En la historia argentina, hay figuras que trascienden su tiempo no por el poder que acumularon, sino por el alma que dejaron en el camino. Raúl Alfonsín, el padre de la democracia recuperada, y Jorge Bergoglio, el papa Francisco, el pastor del fin del mundo, caminaron sendas distintas pero guiados por una misma brújula: la dignidad del ser humano.
Alfonsín supo decir, con firmeza y esperanza, que “con la democracia se come, se cura y se educa”. No fue solo una promesa de campaña: fue un mandato ético en medio de las ruinas que dejó el terror. Francisco, desde Roma, gritó al mundo que “esta economía mata”, y recordó que sin justicia social no hay fe que se sostenga.
Uno empuñó la Constitución, el otro, el Evangelio. Uno construyó república; el otro, fraternidad. Ambos entendieron que la política y la religión, cuando se despojan de privilegios, se vuelven servicio. Ambos se enfrentaron a poderes que preferían el silencio o la comodidad. Y ambos eligieron hablar.

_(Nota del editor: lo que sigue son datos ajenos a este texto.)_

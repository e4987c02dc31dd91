//! Security policy: the single declarative source of truth for what
//! generated code may import, call, and consume.
//!
//! Every other component applies this module rather than carrying its
//! own lists: the static analyzer for pre-execution checks, the sandbox
//! driver for the dynamic import hook, the gateway for change limits.
//!
//! Two layers live here:
//!
//! - Compiled constants ([`FORBIDDEN_IMPORTS`], [`SAFE_BUILTINS`],
//!   [`FORBIDDEN_CALL_PATTERNS`], [`FORBIDDEN_PATH_CHARS`]) that never
//!   vary per deployment.
//! - [`PolicyProfile`] values loaded from declarative files at process
//!   start (TOML, YAML, or JSON by extension) with `MODFORGE_*`
//!   environment overrides, resolved by name through a [`ProfileStore`].
//!   Profiles handed to in-flight jobs are immutable.

use std::path::{Path, PathBuf};
use std::sync::Arc;

use miette::Diagnostic;
use rustc_hash::FxHashMap;
use serde::{Deserialize, Serialize};
use thiserror::Error;
use validator::Validate;

/// Import names (exact, or dotted prefixes) that enable arbitrary code
/// execution, filesystem escape, network bypass, or introspection-based
/// sandbox evasion. Defined here and nowhere else.
pub const FORBIDDEN_IMPORTS: &[&str] = &[
    "os",
    "sys",
    "subprocess",
    "socket",
    "shutil",
    "ctypes",
    "cffi",
    "importlib",
    "builtins",
    "inspect",
    "pickle",
    "marshal",
    "multiprocessing",
    "threading",
    "signal",
    "resource",
    "gc",
    "code",
    "codeop",
    "pty",
    "fcntl",
    "mmap",
];

/// Builtin callables generated code is allowed to rely on.
pub const SAFE_BUILTINS: &[&str] = &[
    "abs", "all", "any", "bool", "dict", "divmod", "enumerate", "filter", "float", "format",
    "frozenset", "hash", "int", "isinstance", "issubclass", "iter", "len", "list", "map", "max",
    "min", "next", "print", "range", "repr", "reversed", "round", "set", "slice", "sorted", "str",
    "sum", "tuple", "type", "zip",
];

/// Call patterns that indicate dynamic code evaluation, reflection, or
/// direct process/filesystem access. Matched textually on call sites.
pub const FORBIDDEN_CALL_PATTERNS: &[(&str, &str)] = &[
    ("eval(", "dynamic code evaluation"),
    ("exec(", "dynamic code evaluation"),
    ("compile(", "dynamic code compilation"),
    ("__import__(", "dynamic import"),
    ("globals(", "namespace introspection"),
    ("locals(", "namespace introspection"),
    ("vars(", "namespace introspection"),
    ("getattr(", "reflective attribute access"),
    ("setattr(", "reflective attribute mutation"),
    ("os.system(", "process spawning"),
    ("os.popen(", "process spawning"),
    ("os.fork(", "process spawning"),
    ("os.walk(", "raw filesystem traversal"),
    ("open(", "raw filesystem access"),
    ("glob.glob(", "raw filesystem traversal"),
];

/// Characters that must never appear in a bundle-relative path.
pub const FORBIDDEN_PATH_CHARS: &[char] = &['\\', ':', '*', '?', '"', '<', '>', '|', '\0'];

/// Import prefixes allowed for every profile, before per-profile
/// additions. Standard-library data handling plus the blessed HTTP
/// client.
pub const BASELINE_IMPORT_PREFIXES: &[&str] = &[
    "abc",
    "base64",
    "collections",
    "csv",
    "dataclasses",
    "datetime",
    "decimal",
    "enum",
    "functools",
    "hashlib",
    "io",
    "itertools",
    "json",
    "math",
    "random",
    "re",
    "requests",
    "statistics",
    "string",
    "time",
    "typing",
    "unittest",
    "urllib.parse",
    "uuid",
];

/// Errors raised while loading or resolving policy profiles.
#[derive(Debug, Error, Diagnostic)]
pub enum PolicyError {
    /// Failed to read a profile file.
    #[error("failed to read profile file at {path}: {source}")]
    #[diagnostic(code(modforge::policy::file_read))]
    FileRead {
        path: PathBuf,
        #[source]
        source: std::io::Error,
    },

    /// Failed to parse a profile file.
    #[error("failed to parse {format} profile: {source}")]
    #[diagnostic(code(modforge::policy::parse))]
    Parse {
        format: &'static str,
        #[source]
        source: Box<dyn std::error::Error + Send + Sync>,
    },

    /// Unsupported or unrecognised profile file extension.
    #[error("unsupported profile file format: {message}")]
    #[diagnostic(
        code(modforge::policy::unsupported_format),
        help("Profile files must end in .toml, .yaml, .yml, or .json.")
    )]
    UnsupportedFormat { message: String },

    /// Profile field validation failed.
    #[error("profile validation failed: {0}")]
    #[diagnostic(code(modforge::policy::validation))]
    Validation(#[from] validator::ValidationErrors),

    /// Environment override could not be parsed.
    #[error("failed to parse environment override {key}: {message}")]
    #[diagnostic(code(modforge::policy::env_parse))]
    EnvParse { key: String, message: String },

    /// A profile name was requested that the store does not hold.
    #[error("unknown policy profile: {name}")]
    #[diagnostic(code(modforge::policy::unknown_profile))]
    UnknownProfile { name: String },
}

/// Network posture for sandbox execution.
#[derive(Debug, Clone, PartialEq, Eq, Serialize, Deserialize)]
#[serde(tag = "mode", rename_all = "snake_case")]
pub enum NetworkMode {
    /// No outbound connections at all. The default.
    None,
    /// Only destinations in `hosts` may be dialled; everything else is
    /// refused at connection initiation.
    Allowlist { hosts: Vec<String> },
}

impl Default for NetworkMode {
    fn default() -> Self {
        Self::None
    }
}

impl NetworkMode {
    #[must_use]
    pub fn allows(&self, host: &str) -> bool {
        match self {
            NetworkMode::None => false,
            NetworkMode::Allowlist { hosts } => hosts.iter().any(|h| h == host),
        }
    }
}

fn default_cpu_seconds() -> u64 {
    10
}
fn default_memory_bytes() -> u64 {
    256 * 1024 * 1024
}
fn default_wall_clock_seconds() -> u64 {
    60
}
fn default_max_processes() -> u64 {
    8
}
fn default_max_open_files() -> u64 {
    64
}
fn default_max_files() -> usize {
    16
}
fn default_max_changed_files() -> usize {
    10
}
fn default_max_bytes_per_file() -> usize {
    100 * 1024
}
fn default_max_repair_attempts() -> u32 {
    10
}
fn default_job_deadline_seconds() -> u64 {
    900
}
fn default_random_seed() -> u64 {
    7
}
//! Content-addressed artifact bundles and their persistence.
//!
//! An [`ArtifactBundle`](bundle::ArtifactBundle) is a deterministic
//! mapping from relative path to file content; its digest is the
//! supply-chain identity everything downstream trusts. The
//! [`ArtifactStore`](store::ArtifactStore) persists one immutable
//! directory per attempt, and [`attestation`] holds the append-only
//! trust records an installer verifies by recomputation.

pub mod attestation;
pub mod bundle;
pub mod store;

pub use attestation::{Attestation, AttestationError, AttestationStore, verify_attested};
pub use bundle::{ArtifactBundle, BundleDiff, BundleError, FileEntry, file_digest};
pub use store::{ArtifactIndex, ArtifactStore, IndexEntry, StoreError};
//! Failure classification: repair, advance, or abort.
//!
//! Tie-breaks: TERMINAL wins, then NON_PROGRESSING, else RETRYABLE.
//! Within RETRYABLE the lead finding follows
//! [`RETRYABLE_PRIORITY`](super::prompts::RETRYABLE_PRIORITY).

use crate::gateway::GatewayError;
use crate::report::{FailureFingerprint, Finding, FindingKind, ValidationReport};
use crate::types::FailureReason;

use super::prompts;

/// What the orchestrator does with a failed attempt.
#[derive(Debug, Clone, PartialEq, Eq)]
pub enum FailureClass {
    /// Exit the repair loop immediately with `FAILED`.
    Terminal(FailureReason),
    /// Two consecutive attempts with equal fingerprints.
    NonProgressing,
    /// Enter REPAIR; `lead` drives the prompt emphasis.
    Retryable { lead: FindingKind },
}

/// Classify a failed validation report.
pub fn classify_report(
    report: &ValidationReport,
    previous: Option<&FailureFingerprint>,
    current: &FailureFingerprint,
    resource_already_retried: bool,
) -> FailureClass {
    if report.has_terminal() {
        return FailureClass::Terminal(FailureReason::PolicyViolation);
    }
    let resource_hit = !report.blocking_of(FindingKind::ResourceExhausted).is_empty();
    if resource_hit && resource_already_retried {
        return FailureClass::Terminal(FailureReason::ResourceExhausted);
    }
    if previous == Some(current) {
        return FailureClass::NonProgressing;
    }
    let lead = prompts::lead_finding(report)
        .map(|f| f.kind)
        .unwrap_or(FindingKind::Runtime);
    FailureClass::Retryable { lead }
}

/// Outcome of mapping a gateway error into the orchestration flow.
#[derive(Debug)]
pub enum GatewayOutcome {
    /// The job ends now with this reason.
    Terminal(FailureReason),
    /// The job was cancelled.
    Cancelled,
    /// The failure is attempt-scoped; classify this synthetic report
    /// like any other failed validation (thrash detection included).
    AttemptFailed(ValidationReport),
}

/// Map the gateway taxonomy into orchestrator semantics.
#[must_use]
pub fn classify_gateway_error(error: &GatewayError) -> GatewayOutcome {
    match error {
        GatewayError::Cancelled => GatewayOutcome::Cancelled,
        GatewayError::BudgetExhausted(_) => {
            GatewayOutcome::Terminal(FailureReason::BudgetExhausted)
        }
        GatewayError::ProviderAuth => GatewayOutcome::Terminal(FailureReason::ProviderAuth),
        GatewayError::SchemaInvalid { reason } => {
            let mut report = ValidationReport::new();
            report.push(Finding::new(
                FindingKind::SchemaMismatch,
                format!("generator response rejected: {reason}"),
            ));
            GatewayOutcome::AttemptFailed(report)
        }
        GatewayError::ProviderTransient { message } => {
            let mut report = ValidationReport::new();
            report.push(Finding::new(
                FindingKind::RateLimit,
                format!("provider chain exhausted on transient failures: {message}"),
            ));
            GatewayOutcome::AttemptFailed(report)
        }
        GatewayError::ProviderFatal { message } => {
            let mut report = ValidationReport::new();
            report.push(Finding::new(
                FindingKind::Runtime,
                format!("provider failure: {message}"),
            ));
            GatewayOutcome::AttemptFailed(report)
        }
    }
}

Hoy, mientras el mundo despide a Francisco, el eco de Alfonsín parece resonar con más fuerza. Porque en tiempos de confusión y fragmento, sus palabras vuelven como faro. Porque la historia los recordará no por sus títulos, sino por su coraje para decir lo que debía ser dicho. Y porque, en el fondo, los dos fueron —y seguirán siendo— la voz de una conciencia colectiva que se niega a rendirse.